__What you have to do__: Print the records below from the first line through the line containing "(i64 vocabulary index)", both included, word for word.

BEGIN Data extract

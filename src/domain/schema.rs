// ============================================================
// Layer 3 — Feature Schema
// ============================================================
// The fixed raw schema of a placement record and the naming
// convention used for every transformed feature.
//
//   raw field        transformed field
//   ─────────        ─────────────────
//   ssc_p       →    ssc_p_xf          (f32 in [0,1] for fitted range)
//   gender      →    gender_xf         (i64 vocabulary index)
//   status      →    status_xf         (f32 label, 0.0 or 1.0)
//
// Transformed names always end in "_xf", so they can never
// collide with a raw field name.

/// Percentage fields, rescaled with fitted min/max.
pub const NUMERICAL_FEATURES: [&str; 5] = [
    "ssc_p",
    "hsc_p",
    "degree_p",
    "etest_p",
    "mba_p",
];

/// String fields, replaced by a vocabulary index.
pub const CATEGORICAL_FEATURES: [&str; 7] = [
    "gender",
    "ssc_b",
    "hsc_b",
    "hsc_s",
    "degree_t",
    "workex",
    "specialisation",
];

/// Raw label field
pub const LABEL_KEY: &str = "status";

/// The only label value that maps to 1.0 (exact, case-sensitive)
pub const POSITIVE_LABEL: &str = "Placed";

/// Present in the source data but leak the label or carry no signal.
pub const FEATURES_TO_DROP: [&str; 2] = ["sl_no", "salary"];

/// Rows in every categorical embedding table.
pub const VOCAB_SIZE: usize = 101;

/// Index reserved for values not seen while fitting
pub const OOV_INDEX: i64 = 0;

pub const TRANSFORMED_SUFFIX: &str = "_xf";

pub fn transformed_name(key: &str) -> String {
    format!("{key}{TRANSFORMED_SUFFIX}")
}

/// Every raw input field a prediction request must carry
/// (numerics first, then categoricals; label excluded).
pub fn required_input_fields() -> Vec<&'static str> {
    NUMERICAL_FEATURES
        .iter()
        .chain(CATEGORICAL_FEATURES.iter())
        .copied()
        .collect()
}

/// Kind of value stored under a transformed feature name
#[derive(Debug, Clone, Copy, PartialEq, Eq)]
pub enum FeatureKind {
    /// Scaled numeric, float32 rank-2 model input
    Float,
    /// Vocabulary index, int64 rank-2 model input
    Int,
    /// Binary label, never a model input
    Label,
}

/// Ordered transformed feature names with their kinds.
///
/// The same order is used to decode transformed shards, to
/// stack batch tensors and to name the model inputs.
#[derive(Debug, Clone, PartialEq, Eq)]
pub struct FeatureSchema {
    pub numeric:     Vec<String>,
    pub categorical: Vec<String>,
    pub label:       String,
}

impl FeatureSchema {
    pub fn placement() -> Self {
        Self {
            numeric:     NUMERICAL_FEATURES.iter().map(|k| transformed_name(k)).collect(),
            categorical: CATEGORICAL_FEATURES.iter().map(|k| transformed_name(k)).collect(),
            label:       transformed_name(LABEL_KEY),
        }
    }

    /// (name, kind) pairs: numerics, categoricals, then the label
    pub fn transformed_features(&self) -> Vec<(String, FeatureKind)> {
        let mut features: Vec<(String, FeatureKind)> = self
            .numeric
            .iter()
            .map(|n| (n.clone(), FeatureKind::Float))
            .collect();
        features.extend(self.categorical.iter().map(|n| (n.clone(), FeatureKind::Int)));
        features.push((self.label.clone(), FeatureKind::Label));
        features
    }

    /// Names of the model inputs in order (label excluded)
    pub fn input_names(&self) -> Vec<String> {
        self.numeric.iter().chain(self.categorical.iter()).cloned().collect()
    }
}

impl Default for FeatureSchema {
    fn default() -> Self {
        Self::placement()
    }
}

END Data extract

__Your solution__:
filename src/domain/schema.rs
// ============================================================
// Layer 3 — Feature Schema
// ============================================================
// The fixed raw schema of a placement record and the naming
// convention used for every transformed feature.
//
//   raw field        transformed field
//   ─────────        ─────────────────
//   ssc_p       →    ssc_p_xf          (f32 in [0,1] for fitted range)
//   gender      →    gender_xf         (i64 vocabulary index)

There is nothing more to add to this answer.